Don't Want to Get Hacked? Here's What You Need to Know
August 6th, 2014
09:06 AM ET

Don't Want to Get Hacked? Here's What You Need to Know

Imagine if every person in the United States was subject to a computer hack. Now, multiply that figure - think 313 million - by four, and you have the victims of what could be the biggest heist of digital credentials ever.

A new report indicates Russian criminals stole 1.2 billion Internet user names and passwords from over 420,000 websites.

To boot, the security breach was not discovered by the United States government, but instead by a private, Milwaukee-based security firm.

Early reports from Hold Security, the company that identified the theft, indicate that the Russian crime gang was not seeking financial data.

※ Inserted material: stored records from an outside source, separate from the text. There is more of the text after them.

// ABOUTME: Rule-based validation of provider request fields before they are sent upstream
// ABOUTME: Produces an ordered list of human-readable messages backed by validator error values

use regex::Regex;
use std::borrow::Cow;
use std::collections::BTreeMap;
use std::fmt;
use validator::ValidationError;

/// Request fields keyed by parameter name
pub type FieldMap = BTreeMap<String, String>;

/// A single constraint applied to one field
///
/// Only `Required` fires for a missing or blank value; every other rule is
/// skipped when there is nothing to check.
#[derive(Debug, Clone)]
pub enum Rule {
    /// Field must be present and not blank
    Required,
    /// Value must parse as a number
    Numeric,
    /// Value must have at least this many characters
    MinLength(usize),
    /// Value must have at most this many characters
    MaxLength(usize),
    /// Value must match the pattern
    Pattern(Regex),
    /// Value must be one of the listed options
    OneOf(Vec<String>),
}

impl Rule {
    /// Build a `Pattern` rule, failing on an invalid expression
    pub fn pattern(expr: &str) -> Result<Self, regex::Error> {
        Ok(Rule::Pattern(Regex::new(expr)?))
    }

    /// Build a `OneOf` rule from any list of options
    pub fn one_of<I, S>(options: I) -> Self
    where
        I: IntoIterator<Item = S>,
        S: Into<String>,
    {
        Rule::OneOf(options.into_iter().map(Into::into).collect())
    }

    fn check(&self, field: &str, value: Option<&str>) -> Option<ValidationError> {
        let label = field.replace('_', " ");
        let value = value.filter(|v| !v.trim().is_empty());

        let value = match (self, value) {
            (Rule::Required, None) => {
                return Some(failure(
                    "required",
                    format!("The {label} field is required."),
                ));
            }
            (_, None) | (Rule::Required, Some(_)) => return None,
            (_, Some(value)) => value,
        };

        match self {
            Rule::Numeric if value.trim().parse::<f64>().is_err() => {
                Some(failure("numeric", format!("The {label} must be a number.")))
            }
            Rule::MinLength(min) if value.chars().count() < *min => {
                let mut err = failure(
                    "min_length",
                    format!("The {label} must be at least {min} characters."),
                );
                err.add_param(Cow::Borrowed("min"), min);
                Some(err)
            }
            Rule::MaxLength(max) if value.chars().count() > *max => {
                let mut err = failure(
                    "max_length",
                    format!("The {label} may not be greater than {max} characters."),
                );
                err.add_param(Cow::Borrowed("max"), max);
                Some(err)
            }
            Rule::Pattern(regex) if !regex.is_match(value) => {
                Some(failure("pattern", format!("The {label} format is invalid.")))
            }
            Rule::OneOf(options) if !options.iter().any(|o| o == value) => {
                Some(failure("one_of", format!("The selected {label} is invalid.")))
            }
            _ => None,
        }
    }
}

fn failure(code: &'static str, message: String) -> ValidationError {
    let mut err = ValidationError::new(code);
    err.message = Some(Cow::Owned(message));
    err
}

/// Ordered set of per-field rules supplied by a provider
#[derive(Debug, Clone, Default)]
pub struct RuleSet {
    fields: Vec<(String, Vec<Rule>)>,
}

impl RuleSet {
    pub fn new() -> Self {
        Self::default()
    }

    /// Add rules for a field; fields are checked in insertion order
    pub fn field(mut self, name: impl Into<String>, rules: impl IntoIterator<Item = Rule>) -> Self {
        self.fields.push((name.into(), rules.into_iter().collect()));
        self
    }

    pub fn is_empty(&self) -> bool {
        self.fields.is_empty()
    }

    /// Check every rule against the data
    ///
    /// All failing rules are reported, not only the first one per field.
    pub fn validate(&self, data: &FieldMap) -> Result<(), ValidationFailure> {
        let errors: Vec<(String, ValidationError)> = self
            .fields
            .iter()
            .flat_map(|(field, rules)| {
                let value = data.get(field).map(String::as_str);
                rules
                    .iter()
                    .filter_map(move |rule| rule.check(field, value))
                    .map(move |err| (field.clone(), err))
            })
            .collect();

        if errors.is_empty() {
            Ok(())
        } else {
            Err(ValidationFailure { errors })
        }
    }
}

/// Every rule violation found in one validation pass
#[derive(Debug, Clone)]
pub struct ValidationFailure {
    errors: Vec<(String, ValidationError)>,
}

impl ValidationFailure {
    /// Violations paired with the field they belong to
    pub fn errors(&self) -> &[(String, ValidationError)] {
        &self.errors
    }

    /// Human-readable messages in rule order
    pub fn messages(&self) -> Vec<String> {
        self.errors
            .iter()
            .map(|(field, err)| match &err.message {
                Some(message) => message.to_string(),
                None => format!("The {field} is invalid."),
            })
            .collect()
    }
}

impl fmt::Display for ValidationFailure {
    fn fmt(&self, f: &mut fmt::Formatter<'_>) -> fmt::Result {
        write!(f, "{}", self.messages().join(" "))
    }
}

impl std::error::Error for ValidationFailure {}
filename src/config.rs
// ABOUTME: TOML configuration naming the default provider and per-provider static fields
// ABOUTME: Loaded once at startup and handed to the client builder

use crate::client::error::{DispatchError, DispatchResult};
use crate::client::types::ProviderConfig;
use serde::Deserialize;
use std::collections::BTreeMap;
use std::path::Path;
use std::time::Duration;

const DEFAULT_TIMEOUT_SECS: u64 = 30;

/// Dispatch configuration
///
/// ```toml
/// [default]
/// provider = "ssl"
/// timeout_secs = 30
///
/// [providers.ssl]
/// url = "http://sms.sslwireless.com/pushapi"
/// user = "demo"
/// pass = "secret"
/// sid = "DEMO"
/// ```
#[derive(Debug, Clone, Deserialize)]
pub struct SmsConfig {
    pub default: DefaultSettings,
    #[serde(default)]
    pub providers: BTreeMap<String, ProviderSettings>,
}

#[derive(Debug, Clone, Deserialize)]
pub struct DefaultSettings {
    pub provider: String,
    #[serde(default = "default_timeout_secs")]
    pub timeout_secs: u64,
}

fn default_timeout_secs() -> u64 {
    DEFAULT_TIMEOUT_SECS
}

/// Settings for one provider
#[derive(Debug, Clone, Default, Deserialize)]
pub struct ProviderSettings {
    /// Endpoint override; the provider's own URL is used when absent
    pub url: Option<String>,
    /// Every other key: credentials, sender ids and similar static fields
    #[serde(flatten)]
    pub fields: ProviderConfig,
}

impl SmsConfig {
    pub fn from_toml_str(text: &str) -> DispatchResult<Self> {
        toml::from_str(text)
            .map_err(|e| DispatchError::Configuration(format!("Invalid SMS config: {e}")))
    }

    pub fn from_file(path: impl AsRef<Path>) -> DispatchResult<Self> {
        let path = path.as_ref();
        let text = std::fs::read_to_string(path).map_err(|e| {
            DispatchError::Configuration(format!("Cannot read {}: {e}", path.display()))
        })?;
        Self::from_toml_str(&text)
    }

    pub fn default_provider(&self) -> &str {
        &self.default.provider
    }

    pub fn provider_settings(&self, name: &str) -> Option<&ProviderSettings> {
        self.providers.get(name)
    }

    pub fn timeout(&self) -> Duration {
        Duration::from_secs(self.default.timeout_secs)
    }
}
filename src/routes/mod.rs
#[allow(clippy::module_inception)]
pub mod routes;
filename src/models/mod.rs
//! Core data models for the user-location and log-upload service.
//!
//! `UserLocation` maps to the `users` table via `sqlx::FromRow` and serializes
//! as JSON via `serde`. `StoredObject` describes a blob written to the bucket.

pub mod object;
pub mod user;
//! Represents an object (blob) written to the configured bucket.

use chrono::{DateTime, Utc};
use serde::{Deserialize, Serialize};

/// Content type every uploaded log file is tagged with, whatever its bytes are.
pub const CSV_CONTENT_TYPE: &str = "text/csv";

/// Metadata of a stored object; the payload itself lives in the object store.
#[derive(Serialize, Deserialize, Clone, Debug, PartialEq)]
pub struct StoredObject {
    /// Object key; for uploads this is the client-supplied filename, verbatim.
    pub key: String,

    /// Content type (MIME type).
    pub content_type: String,

    /// Size in bytes.
    pub size_bytes: u64,

    /// Checksum or backend-issued entity tag, when one is available.
    pub etag: Option<String>,

    /// Timestamp when the object was written.
    pub last_modified: DateTime<Utc>,
}
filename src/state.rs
//! Process-wide dependencies shared by every handler.

use crate::services::{storage::ObjectStore, user_service::UserService};
use std::sync::Arc;

/// Built once at startup and cloned into each request; every field is a cheap
/// handle onto a shared, concurrency-safe client.
#[derive(Clone)]
pub struct AppState {
    pub users: UserService,
    pub storage: Arc<dyn ObjectStore>,
    pub bucket: String,
    pub public_url_base: String,
}

impl AppState {
    pub fn new(
        users: UserService,
        storage: Arc<dyn ObjectStore>,
        bucket: impl Into<String>,
        public_url_base: impl Into<String>,
    ) -> Self {
        Self {
            users,
            storage,
            bucket: bucket.into(),
            public_url_base: public_url_base.into(),
        }
    }
}
//! Defines the HTTP surface of the service.
//!
//! ## Structure
//! - `ANY  /_ah/health` — liveness probe
//! - `GET  /user`       — list stored user locations
//! - `POST /user`       — upsert one user location
//! - `POST /log`        — upload a CSV log file to the bucket

use crate::{
    handlers::{
        health_handlers::health,
        log_handlers::upload_log,
        user_handlers::{list_users, upsert_user},
    },
    state::AppState,
};
use axum::{
    Router,
    extract::DefaultBodyLimit,
    routing::{any, get, post},
};

/// Build and return the router for all endpoints.
///
/// The router carries shared state (`AppState`) to all handlers.
pub fn routes() -> Router<AppState> {
    Router::new()
        .route("/_ah/health", any(health))
        .route("/user", get(list_users).post(upsert_user))
        // uploads are streamed straight to the bucket, so no buffering cap applies
        .route("/log", post(upload_log).layer(DefaultBodyLimit::disable()))
}
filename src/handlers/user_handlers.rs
//! HTTP handlers for the `/user` resource.

use crate::{errors::AppError, models::user::UpsertUserRequest, state::AppState};
use axum::{
    body::Bytes,
    extract::State,
    http::{HeaderValue, StatusCode, header},
    response::{IntoResponse, Response},
};

/// `GET /user` — every stored location as a JSON array.
pub async fn list_users(State(state): State<AppState>) -> Result<Response, AppError> {
    let users = state.users.list_users().await?;

    let body = serde_json::to_vec(&users)
        .map_err(|err| AppError::internal(format!("Could not encode users: {}", err)))?;

    let mut response = (StatusCode::OK, body).into_response();
    response.headers_mut().insert(
        header::CONTENT_TYPE,
        HeaderValue::from_static("application/json"),
    );
    Ok(response)
}

/// `POST /user` — insert or update one location.
///
/// The body is decoded regardless of its declared content type; numeric
/// fields arrive as JSON strings and are parsed before touching the store.
pub async fn upsert_user(
    State(state): State<AppState>,
    body: Bytes,
) -> Result<StatusCode, AppError> {
    let request: UpsertUserRequest = serde_json::from_slice(&body)
        .map_err(|err| AppError::bad_request(format!("Could not parse request body: {}", err)))?;
    let location = request.into_location()?;

    state.users.upsert_user(&location).await?;

    tracing::info!(id = %location.id, kind = location.kind, "stored user location");
    Ok(StatusCode::OK)
}
use anyhow::{Context, Result};
use axum::Router;
use geolog::{
    config::{AppConfig, StorageBackendKind},
    routes,
    services::{
        storage::{Gcs, LocalFs, ObjectStore},
        user_service::UserService,
    },
    state::AppState,
};
use sqlx::sqlite::{SqliteConnectOptions, SqlitePoolOptions};
use std::{fs, io::ErrorKind, path::Path, str::FromStr, sync::Arc};
use tokio::net::TcpListener;
use tracing_subscriber::EnvFilter;

#[tokio::main]
async fn main() -> Result<()> {
    // --- Logging setup ---
    tracing_subscriber::fmt()
        .with_env_filter(EnvFilter::from_default_env())
        .init();

    // --- Parse config ---
    let cfg = AppConfig::from_env_and_args()?;

    tracing::info!("Starting geolog with config: {:?}", cfg);

    // --- Initialize SQLite connection pool ---
    let connect_options = SqliteConnectOptions::from_str(&cfg.database_url)
        .context("parsing database URL")?
        .create_if_missing(true);

    let db_path = connect_options.get_filename();
    if let Some(parent) = db_path.parent() {
        if !parent.as_os_str().is_empty() && !parent.exists() {
            fs::create_dir_all(parent)?;
            tracing::info!("Created missing directory {:?}", parent);
        }
    }

    let db = Arc::new(
        SqlitePoolOptions::new()
            .max_connections(cfg.db_max_connections)
            .connect_with(connect_options)
            .await
            .context("connecting to database")?,
    );

    // --- Initialize object store ---
    let storage = build_object_store(&cfg).await?;
    tracing::info!(
        backend = storage.name(),
        bucket = %cfg.bucket,
        "Object store ready"
    );

    // --- Build router ---
    let state = AppState::new(
        UserService::new(db),
        storage,
        cfg.bucket.clone(),
        cfg.public_url_base.clone(),
    );
    let app: Router = routes::routes::routes().with_state(state);

    // --- Start server ---
    let addr = cfg.addr();
    let listener = match TcpListener::bind(&addr).await {
        Ok(listener) => listener,
        Err(err)
            if err.kind() == ErrorKind::PermissionDenied
                && matches!(cfg.host.as_str(), "0.0.0.0" | "::") =>
        {
            let fallback_addr = format!("127.0.0.1:{}", cfg.port);
            tracing::warn!(
                "Permission denied binding to {} ({}). Falling back to {}",
                addr,
                err,
                fallback_addr
            );
            TcpListener::bind(&fallback_addr).await?
        }
        Err(err) => return Err(err.into()),
    };

    tracing::info!("Listening on http://{}", listener.local_addr()?);
    axum::serve(listener, app).await?;

    Ok(())
}

async fn build_object_store(cfg: &AppConfig) -> Result<Arc<dyn ObjectStore>> {
    let store: Arc<dyn ObjectStore> = match cfg.storage_backend {
        StorageBackendKind::Gcs => match cfg.gcs_endpoint.as_deref() {
            Some(endpoint) => Arc::new(Gcs::without_token(endpoint, &cfg.bucket)),
            None => Arc::new(
                Gcs::new(&cfg.bucket)
                    .await
                    .context("initializing Google Cloud Storage client")?,
            ),
        },
        StorageBackendKind::Local => {
            if !Path::new(&cfg.storage_dir).exists() {
                fs::create_dir_all(&cfg.storage_dir)?;
                tracing::info!("Created storage directory at {}", cfg.storage_dir);
            }
            Arc::new(LocalFs::new(&cfg.storage_dir, &cfg.bucket))
        }
    };
    Ok(store)
}
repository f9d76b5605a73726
//! Object storage for uploaded log files.
//!
//! [`ObjectStore`] is the seam between the upload handler and the bucket. Two
//! backends implement it: [`Gcs`] talks to Google Cloud Storage (or an
//! emulator) over HTTP, [`LocalFs`] keeps objects in a directory tree.

use crate::models::object::StoredObject;
use bytes::Bytes;
use futures::stream::BoxStream;
use percent_encoding::{AsciiSet, NON_ALPHANUMERIC, utf8_percent_encode};
use std::{fmt::Debug, io};
use thiserror::Error;

mod gcs;
mod local_fs;

pub use gcs::Gcs;
pub use local_fs::LocalFs;

/// Streamed object payload.
pub type PayloadStream = BoxStream<'static, io::Result<Bytes>>;

#[derive(Debug, Error)]
pub enum StorageError {
    #[error("invalid object key `{0}`")]
    InvalidObjectKey(String),
    #[error("object store responded with {status}: {body}")]
    UnexpectedStatus {
        status: reqwest::StatusCode,
        body: String,
    },
    #[error(transparent)]
    Http(#[from] reqwest::Error),
    #[error("GCP authentication error: {0}")]
    GcpAuth(#[from] gcp_auth::Error),
    #[error("metadata error: {0}")]
    Metadata(#[from] serde_json::Error),
    #[error(transparent)]
    Io(#[from] io::Error),
}

pub type StorageResult<T> = Result<T, StorageError>;

#[async_trait::async_trait]
pub trait ObjectStore: Debug + Send + Sync + 'static {
    /// The backend name, used for diagnostics.
    fn name(&self) -> &'static str;

    /// Write `stream` under `key`, replacing any existing object.
    ///
    /// An error yielded by the stream aborts the write.
    async fn put_object(
        &self,
        key: &str,
        content_type: &str,
        stream: PayloadStream,
    ) -> StorageResult<StoredObject>;

    /// Read back an object, or `None` if nothing is stored under `key`.
    async fn get_object(&self, key: &str) -> StorageResult<Option<(StoredObject, PayloadStream)>>;
}

/// Characters escaped in an object key when it is placed in a URL path.
///
/// Unreserved characters, `/` and the sub-delimiters allowed in paths pass through.
const PATH_ESCAPE: &AsciiSet = &NON_ALPHANUMERIC
    .remove(b'-')
    .remove(b'_')
    .remove(b'.')
    .remove(b'~')
    .remove(b'/')
    .remove(b'$')
    .remove(b'&')
    .remove(b'+')
    .remove(b',')
    .remove(b':')
    .remove(b';')
    .remove(b'=')
    .remove(b'@');

/// Same as [`PATH_ESCAPE`], but `/` is escaped too so the key stays one segment.
const SEGMENT_ESCAPE: &AsciiSet = &PATH_ESCAPE.add(b'/');

/// Percent-escape an object key for use as a URL path.
///
/// URL parsers collapse `.` and `..` segments, which would point the URL at a
/// different object. Keys containing such segments are escaped as a single
/// segment (`/` becomes `%2F`) so they still address the verbatim key.
pub fn escape_key(key: &str) -> String {
    let set = if key.split('/').any(|segment| segment == "." || segment == "..") {
        SEGMENT_ESCAPE
    } else {
        PATH_ESCAPE
    };
    utf8_percent_encode(key, set).to_string()
}

/// Public URL of `key` in `bucket`, e.g. `https://storage.googleapis.com/logs/data.csv`.
pub fn public_url(base: &str, bucket: &str, key: &str) -> String {
    format!(
        "{}/{}/{}",
        base.trim_end_matches('/'),
        escape_key(bucket),
        escape_key(key)
    )
}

Instead, they used the stolen usernames and passwords to generate spam posts on social media, peddling bogus products like weight loss pills.

The massive breach, albeit frightening, highlights the laissez-faire approach many take to personal online security, CNN's Poppy Harlow said on "New Day" Wednesday.

Harlow paraphrased the message Alex Holden, founder of Hold Security, told CNN MONEY: We keep our homes tidy but we don't keep our online lives tidy.



Holden told CNN MONEY, he recommends having several unique email addresses for your online activities.

If this seems too cumbersome ...


It may seem daunting at first, but embracing the idea of different passwords for various sites can keep you safer in the long run.


Using two-factor authentication to sign into online services is a simple way to mitigate risk of a hack, Eric Cowperthwaite, an executive at network security provider Core Security, told CNN MONEY.

This method requires you to enter a second password, usually generated by your smartphone, upon login.